What initial investigations are indicated? List 5
- FBE for anaemia
- EUC for renal function
- LFT
- Creatine Kinase
- Abdomen ultrasound
- Urine MCS (1)
- Iron studies for fatigue (1)
- Vitamin b12 for fatigue (1)
Case continued…You simplify her medications and your investigations reveal normocytic anaemia Hgb 97, ALT/AST ~800 and abdominal USS shows multiple liver metastasis. You request a CT chest abdomen pelvis which shows widespread metastatic pancreatic cancer.
You review her in the nursing and inform her of the diagnosis. She is already feeling better since the change of medications, and takes the news relatively well. Her RUQ pain is still significant accompanied by nausea.
You discuss the case with oncology and palliative care who recommended palliative care. Over the coming 2 weeks she becomes mildly jaundiced and tired. Palliative care suspect she has 3-4 weeks to live. But she is still talking, able to take oral intake, mentally sound, and able to move around.
What further changes to her medication regime do you want to make?
- Add on Oral oxycodone 5mg q4h prn
- Titrate SR oral opioids to affect
- Ondansetron 4-8mg tds prn for nausea
- Cease atorvastatin
- Cease perindopril/indapamide combination
- Continue temazepam 10mg nocte prn
RACGP Feedback
This case requires the management and identification of appropriate medications for poor pain control in an 81 year old female new resident of a nursing home along with the management of her polypharmacy. The case then progresses to the need to identify the appropriate drugs and symptom control for her palliative care.
Good answers in this case demonstrated applied knowledge to the case and co-morbidities and not a list of all possible analgesia options independent of the patients presentation and the appropriate steps in reducing her polypharmacy in line with evidence-base and appropriate guidelines. Those not scoring well were generally in the final section by not reading the question and focussing on the palliative stage of treatment and the cessation of oral medication and change to a syringe driver.

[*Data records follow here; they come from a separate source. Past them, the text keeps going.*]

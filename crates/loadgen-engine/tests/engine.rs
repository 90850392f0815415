//! End-to-end runs against the in-memory connector.

mod common;

use common::{fast_config, Behavior, FakeConnector};
use loadgen_core::{OpKind, RunPlan, WorkloadKind, WorkloadSpec};
use loadgen_engine::{Engine, RunHandle};
use loadgen_metrics::{JsonLinesExporter, MetricsAggregator, RunTermination};
use std::sync::atomic::Ordering;
use std::sync::Arc;
use std::thread;
use std::time::{Duration, Instant};

fn basic_workload() -> WorkloadSpec {
    WorkloadSpec::new(WorkloadKind::Single, Vec::new())
        .with_weights([(OpKind::Get, 0.7), (OpKind::Set, 0.3)])
}

fn launch(
    plan: RunPlan,
    workload: WorkloadSpec,
    connector: FakeConnector,
) -> (RunHandle, Arc<MetricsAggregator>) {
    let aggregator = Arc::new(MetricsAggregator::new());
    let handle = Engine::new(
        plan,
        fast_config(),
        workload,
        connector,
        Arc::clone(&aggregator),
    )
    .with_report_interval(None)
    .with_seed(42)
    .start()
    .unwrap();
    (handle, aggregator)
}

#[test]
fn test_concurrency_bounded_by_pool_size() {
    let connector = FakeConnector::new(Behavior {
        latency: Duration::from_millis(2),
        ..Default::default()
    });
    let stats = Arc::clone(&connector.stats);
    let plan = RunPlan::new(1, 3, 12).with_duration(Some(Duration::from_millis(500)));
    let (handle, _) = launch(plan, basic_workload(), connector);

    let summary = handle.await_completion();
    assert_eq!(summary.termination, RunTermination::Completed);
    assert!(summary.total_operations > 0);
    assert!(stats.max_in_flight.load(Ordering::SeqCst) <= 3);
    assert_eq!(
        summary.total_operations,
        summary.successful_operations + summary.failed_operations
    );
}

#[test]
fn test_snapshots_stay_consistent_while_running() {
    let plan = RunPlan::new(2, 2, 4);
    let (handle, _) = launch(plan, basic_workload(), FakeConnector::new(Behavior::default()));

    for _ in 0..10 {
        thread::sleep(Duration::from_millis(20));
        let snapshot = handle.current_snapshot();
        for (name, op) in &snapshot.operations {
            assert_eq!(op.total, op.success + op.errors, "{name}");
            assert!(op.p50_ms <= op.p95_ms && op.p95_ms <= op.p99_ms, "{name}");
        }
    }
    handle.stop();
}

#[test]
fn test_stop_is_graceful() {
    let connector = FakeConnector::new(Behavior {
        latency: Duration::from_millis(1),
        ..Default::default()
    });
    let stats = Arc::clone(&connector.stats);
    let plan = RunPlan::new(2, 2, 4);
    let (handle, _) = launch(plan, basic_workload(), connector);
    thread::sleep(Duration::from_millis(300));
    assert!(!handle.is_finished());

    let started = Instant::now();
    let summary = handle.stop();
    assert!(started.elapsed() < Duration::from_secs(5));
    assert_eq!(summary.termination, RunTermination::Stopped);
    assert!(summary.total_operations > 0);

    assert!(handle.is_finished());
    assert_eq!(handle.live_workers(), 0);
    for health in handle.pool_health() {
        assert_eq!(health.checked_out, 0);
        assert_eq!(health.closed, 2);
    }
    assert_eq!(stats.open_clients.load(Ordering::SeqCst), 0);

    // A second stop returns the same summary.
    assert_eq!(handle.stop(), summary);
}

#[test]
fn test_reconnects_after_initial_failures() {
    let connector = FakeConnector::new(Behavior {
        connect_failures_per_node: 3,
        nodes: 1024,
        ..Default::default()
    });
    let plan = RunPlan::new(1, 2, 4);
    let (handle, _) = launch(plan, basic_workload(), connector);

    let deadline = Instant::now() + Duration::from_secs(5);
    loop {
        let connected: usize = handle.pool_health().iter().map(|h| h.connected).sum();
        if connected == 2 {
            break;
        }
        assert!(Instant::now() < deadline, "managers never reconnected");
        thread::sleep(Duration::from_millis(20));
    }
    let summary = handle.stop();

    assert_eq!(summary.reconnection_count, 2);
    assert!(summary.connection_drops >= 2);
    assert_eq!(summary.hard_connection_failures, 0);
    assert_eq!(summary.connection_failures, 6);
    assert!(summary.avg_reconnection_ms > 0.0);
    assert!(summary.successful_operations > 0);
}

#[test]
fn test_aborts_when_every_connection_gives_up() {
    let connector = FakeConnector::new(Behavior {
        refuse_all: true,
        ..Default::default()
    });
    let plan = RunPlan::new(2, 2, 2);
    let (handle, _) = launch(plan, basic_workload(), connector);

    let summary = handle
        .await_completion_timeout(Duration::from_secs(10))
        .expect("run should abort on its own");
    assert_eq!(summary.termination, RunTermination::Aborted);
    assert_eq!(summary.hard_connection_failures, 4);
    assert_eq!(summary.successful_operations, 0);
    assert_eq!(handle.live_workers(), 0);
}

#[test]
fn test_rate_limit_is_honoured() {
    let plan = RunPlan::new(1, 1, 1)
        .with_duration(Some(Duration::from_secs(2)))
        .with_target_ops_per_second(Some(100));
    let (handle, _) = launch(plan, basic_workload(), FakeConnector::new(Behavior::default()));

    let summary = handle.await_completion();
    assert!(
        (180..=220).contains(&summary.total_operations),
        "got {} ops",
        summary.total_operations
    );
}

#[test]
fn test_rate_limit_is_shared_by_pool_threads() {
    let plan = RunPlan::new(1, 2, 4)
        .with_duration(Some(Duration::from_secs(1)))
        .with_target_ops_per_second(Some(100));
    let (handle, _) = launch(plan, basic_workload(), FakeConnector::new(Behavior::default()));

    let summary = handle.await_completion();
    assert!(
        summary.total_operations <= 115,
        "got {} ops",
        summary.total_operations
    );
}

#[test]
fn test_pubsub_run_counts_received_messages() {
    let workload = WorkloadSpec::new(WorkloadKind::PubSub, Vec::new())
        .with_weights([(OpKind::Publish, 0.8), (OpKind::Subscribe, 0.2)])
        .with_channels(vec!["alerts".into()]);
    let plan = RunPlan::new(1, 1, 2).with_duration(Some(Duration::from_millis(600)));
    let connector = FakeConnector::new(Behavior::default());
    let stats = Arc::clone(&connector.stats);
    let (handle, _) = launch(plan, workload, connector);

    let summary = handle.await_completion();
    assert!(summary.operations.contains_key("PUBLISH"));
    assert!(summary.messages_received > 0);
    assert!(summary.channels.contains_key("alerts"));
    // At most one listener per worker.
    assert!(stats.subscriptions.load(Ordering::SeqCst) <= 2);
}

#[test]
fn test_jsonl_exporter_receives_batches() {
    let dir = tempfile::tempdir().unwrap();
    let path = dir.path().join("metrics.jsonl");
    let exporter = JsonLinesExporter::create(&path).unwrap();

    let aggregator = Arc::new(MetricsAggregator::new());
    let handle = Engine::new(
        RunPlan::new(1, 1, 1).with_duration(Some(Duration::from_millis(450))),
        fast_config(),
        basic_workload(),
        FakeConnector::new(Behavior::default()),
        aggregator,
    )
    .with_report_interval(Some(Duration::from_millis(100)))
    .quiet(true)
    .with_exporter(Box::new(exporter))
    .start()
    .unwrap();
    handle.await_completion();

    let contents = std::fs::read_to_string(&path).unwrap();
    let lines: Vec<&str> = contents.lines().collect();
    assert!(lines.len() >= 2, "only {} batch(es)", lines.len());
    let last: serde_json::Value = serde_json::from_str(lines[lines.len() - 1]).unwrap();
    assert!(last["counters"].as_array().is_some_and(|c| !c.is_empty()));
}

#[test]
fn test_invalid_plan_is_rejected() {
    let aggregator = Arc::new(MetricsAggregator::new());
    let result = Engine::new(
        RunPlan::new(0, 1, 1),
        fast_config(),
        basic_workload(),
        FakeConnector::new(Behavior::default()),
        aggregator,
    )
    .start();
    assert!(result.is_err());

    let result = Engine::new(
        RunPlan::new(1, 1, 1),
        fast_config(),
        WorkloadSpec::new(WorkloadKind::Single, vec![OpKind::Subscribe]),
        FakeConnector::new(Behavior::default()),
        Arc::new(MetricsAggregator::new()),
    )
    .start();
    assert!(result.is_err());
}

#[test]
fn test_manager_state_visible_through_health() {
    let plan = RunPlan::new(1, 2, 2);
    let (handle, _) = launch(plan, basic_workload(), FakeConnector::new(Behavior::default()));
    thread::sleep(Duration::from_millis(100));
    let health = &handle.pool_health()[0];
    assert_eq!(health.total(), 2);
    assert!(health.connected >= 1);
    handle.stop();
    assert_eq!(handle.pool_health()[0].closed, 2);
}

In all RACGP assessments it is important to ensure you have read the question thoroughly, at least twice, to understand what is being asked. Furthermore it is important to identify the context in which the question is being asked before providing answers. Try to imagine the patient in front of you in general practice, rather than thinking about a textbook answer for a condition.